Norse neopagans in Lynchburg, Virginia, US

Wolves of Vinland is a Norse neopagan group based in the outskirts of Lynchburg, Virginia. In 2018, the Southern Poverty Law Center added the Wolves of Vinland to its list of hate groups.

== History ==
The Wolves of Vinland raised $3000 on GoFundMe to purchase materials for a Viking-style longhall, and accepted donations from white nationalist organizations such as Counter Currents Publishing. It is located at 200 Kavanaugh Road, in Lynchburg. Members of the group routinely post photos of ritual animal slaughter on Instagram. Prior to his resignation from the organization in late 2018, author Jack Donovan was an outspoken supporter of the Wolves, along with Kevin DeAnna, the founder of the now defunct Youth for Western Civilization. One member of the group, Maurice "Hjalti" Michaely, served two years in prison after being found guilty of attempted church arson against the Mount Pleasant Baptist Church, a historic Black church in Gainesville, Virginia. The fire did not injure anyone, but caused $1 million in damages to the building.

The group has been compared to Chuck Palahniuk's novel Fight Club and its film adaptation, and members have quoted the work as an influence, specifically the story's antihero Tyler Durden. Members of the group have been associated with the white power music and black metal scenes in Baltimore, Maryland, and elsewhere.

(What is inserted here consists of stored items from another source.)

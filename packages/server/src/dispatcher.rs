//! Stateless translator from chat events to bus jobs.
//!
//! ```text
//! chat event ──► allowlist ──► placeholder reply ──► enqueue InboundMessage
//! ```
//!
//! The placeholder is posted before the enqueue so every later frame has a
//! known edit target. Enqueueing is idempotent per chat message via the
//! singleton key, so platform redeliveries never produce duplicate jobs.

use anyhow::{Context, Result};
use pgbus::SendOptions;
use slack::models::{ChatEvent, MessageEvent};
use tracing::{debug, info, warn};

use crate::deps::ServerDeps;
use crate::types::{message_singleton_key, InboundMessage, MESSAGES_QUEUE};

const PLACEHOLDER_TEXT: &str = "⏳ Working on it…";
const ENQUEUE_FAILED_TEXT: &str =
    "Something went wrong queueing your request. Please try again.";

pub struct Dispatcher {
    deps: ServerDeps,
}

impl Dispatcher {
    pub fn new(deps: ServerDeps) -> Self {
        Self { deps }
    }

    /// Handle one delivered chat event end to end.
    ///
    /// Returns Ok for events that are deliberately ignored; an Err means the
    /// event was actionable and failed before the placeholder existed, so a
    /// platform redelivery is welcome.
    pub async fn handle_event(&self, event: ChatEvent) -> Result<()> {
        let (message, is_mention) = match event {
            ChatEvent::AppMention(message) => (message, true),
            ChatEvent::Message(message) => (message, false),
            ChatEvent::Other => return Ok(()),
        };

        if !message.is_actionable() {
            debug!(ts = %message.ts, "skipping bot or subtype message");
            return Ok(());
        }
        let Some(user_id) = message.user.clone() else {
            return Ok(());
        };

        if !self.deps.config.user_allowed(&user_id) {
            info!(user_id = %user_id, "user not on allowlist, ignoring");
            return Ok(());
        }

        // Plain messages only count when they reply into a thread the bot
        // already claimed; mentions always start or continue one.
        if !is_mention && !self.thread_is_claimed(&message).await {
            debug!(ts = %message.ts, "reply in unclaimed thread, ignoring");
            return Ok(());
        }

        let thread_id = message.thread_root().to_string();

        // A redelivered event must not post a second placeholder; the
        // singleton key tells us the message is already in flight.
        let singleton_key = message_singleton_key(&user_id, &thread_id, &message.ts);
        if let Ok(Some(existing)) = self
            .deps
            .bus
            .find_singleton(MESSAGES_QUEUE, &singleton_key)
            .await
        {
            debug!(job_id = %existing.id, "event already enqueued, skipping");
            return Ok(());
        }

        // Placeholder first: the worker streams into its ts.
        let placeholder = self
            .deps
            .slack
            .post_message(&message.channel, Some(&thread_id), PLACEHOLDER_TEXT, None)
            .await
            .context("failed to post placeholder reply")?;

        let inbound = InboundMessage {
            user_id: user_id.clone(),
            thread_id,
            channel_id: message.channel.clone(),
            message_id: message.ts.clone(),
            message_text: strip_mentions(&message.text),
            original_message_ts: message.ts.clone(),
            placeholder_ts: placeholder.ts.clone(),
            platform_metadata: serde_json::Value::Null,
            agent_options: Default::default(),
        };

        let options = SendOptions {
            singleton_key: Some(inbound.singleton_key()),
            ..Default::default()
        };

        match self.deps.bus.send(MESSAGES_QUEUE, &inbound, options).await {
            Ok(result) => {
                info!(
                    user_id = %user_id,
                    job_id = %result.job_id(),
                    deduplicated = !result.is_created(),
                    "inbound message enqueued"
                );
                Ok(())
            }
            Err(e) => {
                // The placeholder already exists; turn it into the error
                // surface instead of leaving a dangling hourglass.
                warn!(user_id = %user_id, error = %e, "enqueue failed after placeholder");
                if let Err(edit_err) = self
                    .deps
                    .slack
                    .update_message(
                        &placeholder.channel,
                        &placeholder.ts,
                        ENQUEUE_FAILED_TEXT,
                        None,
                    )
                    .await
                {
                    warn!(error = %edit_err, "failed to edit placeholder to error notice");
                }
                Err(e.into())
            }
        }
    }

    /// A thread is claimed once the bot has replied in it (the placeholder
    /// of an earlier mention, or any streamed response).
    async fn thread_is_claimed(&self, message: &MessageEvent) -> bool {
        let Some(thread_ts) = message.thread_ts.as_deref() else {
            return false;
        };

        match self
            .deps
            .slack
            .conversation_replies(&message.channel, thread_ts, 20)
            .await
        {
            Ok(replies) => replies.iter().any(|reply| reply.bot_id.is_some()),
            Err(e) => {
                warn!(thread_ts = %thread_ts, error = %e, "failed to inspect thread, ignoring reply");
                false
            }
        }
    }
}

/// Remove `<@U…>` mention tokens, collapsing the whitespace they leave.
fn strip_mentions(text: &str) -> String {
    let mut out = String::with_capacity(text.len());
    let mut rest = text;
    while let Some(start) = rest.find("<@") {
        if let Some(end) = rest[start..].find('>') {
            out.push_str(&rest[..start]);
            rest = &rest[start + end + 1..];
        } else {
            break;
        }
    }
    out.push_str(rest);
    out.split_whitespace().collect::<Vec<_>>().join(" ")
}

#[cfg(test)]
mod tests {
    use super::*;

    #[test]
    fn strip_mentions_removes_tokens() {
        assert_eq!(strip_mentions("<@B0ABC> fix the tests"), "fix the tests");
        assert_eq!(
            strip_mentions("please <@B0ABC> look at <@U9> this"),
            "please look at this"
        );
        assert_eq!(strip_mentions("no mentions here"), "no mentions here");
    }

    #[test]
    fn strip_mentions_tolerates_unclosed_token() {
        assert_eq!(strip_mentions("broken <@U123 text"), "broken <@U123 text");
    }
}
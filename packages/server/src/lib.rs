//! Chat-driven code-agent platform.
//!
//! Users mention a bot in a chat channel; the dispatcher lifts the message
//! onto a PostgreSQL-backed bus, the orchestrator materializes a per-user
//! worker workload, the worker session runs the coding agent as a
//! subprocess and streams coalesced progress frames back through the bus,
//! and the response consumer applies them to the chat thread.
//!
//! Two binaries share this crate: `server` (dispatcher + orchestrator +
//! response consumer) and `worker` (one user's session runtime).

pub mod config;
pub mod consumer;
pub mod deps;
pub mod dispatcher;
pub mod orchestrator;
pub mod server;
pub mod types;
pub mod worker;

pub use config::{Config, WorkerConfig};
pub use deps::ServerDeps;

In 2022, two men with ties to Wolves of Vinland and the Asatru Folk Assembly were arrested and charged with plotting to rob a bank. They reportedly ran a Telegram channel that engaged in militant accelerationist rhetoric.

In 2026, the Guardian reported on a fight club ran by the Wolves at their compound in Lynchburg.

== Controversies ==
The Southern Poverty Law Center lists the Wolves of Vinland as a "neo-Volkisch hate group" and as a "white nationalist group".